=== Task goal ===
Only the lines that contain the string "Check" belong in the answer; pull them from the records.

⟨

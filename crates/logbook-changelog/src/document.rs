//! Typed changelog document model
//!
//! The document is split into exact substrings around two known anchors, so
//! parsing followed by rendering with no edits reproduces the input byte for
//! byte. Edits become structural operations on the model instead of regex
//! surgery over the raw text.

/// Header anchoring the unreleased-changes section
pub const UNRELEASED_HEADER: &str = "## [Unreleased]";
/// Header anchoring the commit-history section
pub const HISTORY_HEADER: &str = "## Commit History";
/// Delimiter separating the history section from the document trailer
const TRAILER_DELIMITER: &str = "\n\n---";
/// Start of a markdown section heading on a fresh line
const SECTION_BOUNDARY: &str = "\n## ";

/// A changelog document split at its structural anchors.
///
/// Concatenating the fields, with the anchor headers re-emitted between
/// them, reproduces the source text exactly.
#[derive(Debug, Clone, PartialEq, Eq)]
pub struct Document {
    /// Text before the first recognized anchor
    preamble: String,
    /// Body of the unreleased section, excluding its header
    unreleased: Option<String>,
    /// Text between the unreleased body and the history header
    middle: String,
    /// Body of the history section, excluding its header
    history: Option<String>,
    /// Trailer from the `\n\n---` delimiter to end of text
    trailer: String,
}

impl Document {
    /// Split document text at the unreleased and history anchors
    pub fn parse(text: &str) -> Self {
        let history_at = text.find(HISTORY_HEADER);

        // The template puts Unreleased before Commit History. An unreleased
        // header sitting after the history section is left as history
        // content rather than risking a destructive edit.
        let unreleased_at = text.find(UNRELEASED_HEADER).filter(|&u| match history_at {
            Some(h) => u < h,
            None => true,
        });

        match (unreleased_at, history_at) {
            (Some(u), h) => {
                let body_start = u + UNRELEASED_HEADER.len();
                let bound = h.unwrap_or(text.len());
                let body_end = text[body_start..bound]
                    .find(SECTION_BOUNDARY)
                    .map(|i| body_start + i)
                    .unwrap_or(bound);

                let (middle, history, trailer) = match h {
                    Some(h) => {
                        let (history, trailer) = split_history(text, h);
                        (text[body_end..h].to_string(), Some(history), trailer)
                    }
                    None => (text[body_end..].to_string(), None, String::new()),
                };

                Self {
                    preamble: text[..u].to_string(),
                    unreleased: Some(text[body_start..body_end].to_string()),
                    middle,
                    history,
                    trailer,
                }
            }
            (None, Some(h)) => {
                let (history, trailer) = split_history(text, h);
                Self {
                    preamble: text[..h].to_string(),
                    unreleased: None,
                    middle: String::new(),
                    history: Some(history),
                    trailer,
                }
            }
            (None, None) => Self {
                preamble: text.to_string(),
                unreleased: None,
                middle: String::new(),
                history: None,
                trailer: String::new(),
            },
        }
    }

    /// Reassemble the document text
    pub fn render(&self) -> String {
        let mut out = String::with_capacity(
            self.preamble.len() + self.middle.len() + self.trailer.len() + 64,
        );
        out.push_str(&self.preamble);
        if let Some(body) = &self.unreleased {
            out.push_str(UNRELEASED_HEADER);
            out.push_str(body);
        }
        out.push_str(&self.middle);
        if let Some(body) = &self.history {
            out.push_str(HISTORY_HEADER);
            out.push_str(body);
        }
        out.push_str(&self.trailer);
        out
    }

    /// Check if the document has an unreleased section
    pub fn has_unreleased(&self) -> bool {
        self.unreleased.is_some()
    }

    /// Check if the document has a commit-history section
    pub fn has_history(&self) -> bool {
        self.history.is_some()
    }

    /// Replace the unreleased body with a freshly rendered block.
    ///
    /// No-op when the document has no unreleased section. Replacing the whole
    /// body is what keeps repeated runs from accumulating stale entries.
    pub fn replace_unreleased(&mut self, block: &str) {
        if self.unreleased.is_some() {
            self.unreleased = Some(format!("\n\n{}\n", block.trim_end()));
        }
    }

    /// Insert a rendered block at the top of the history section, creating
    /// the section at document end when absent.
    ///
    /// The insertion point is always the header end; the trailer delimiter
    /// only bounds the history body during parsing.
    pub fn prepend_history(&mut self, block: &str) {
        let block = block.trim_end();
        match &mut self.history {
            Some(body) => {
                let rest = std::mem::take(body);
                *body = format!("\n\n{block}{rest}");
            }
            None => {
                self.middle.push_str("\n\n");
                self.history = Some(format!("\n\n{block}\n"));
            }
        }
    }
}

/// Split text from the history header into (body, trailer)
fn split_history(text: &str, header_at: usize) -> (String, String) {
    let body_start = header_at + HISTORY_HEADER.len();
    let trailer_start = text[body_start..]
        .find(TRAILER_DELIMITER)
        .map(|i| body_start + i)
        .unwrap_or(text.len());
    (
        text[body_start..trailer_start].to_string(),
        text[trailer_start..].to_string(),
    )
}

⟩

=== Task output ===
    /// Check if the document has an unreleased section
    /// Check if the document has a commit-history section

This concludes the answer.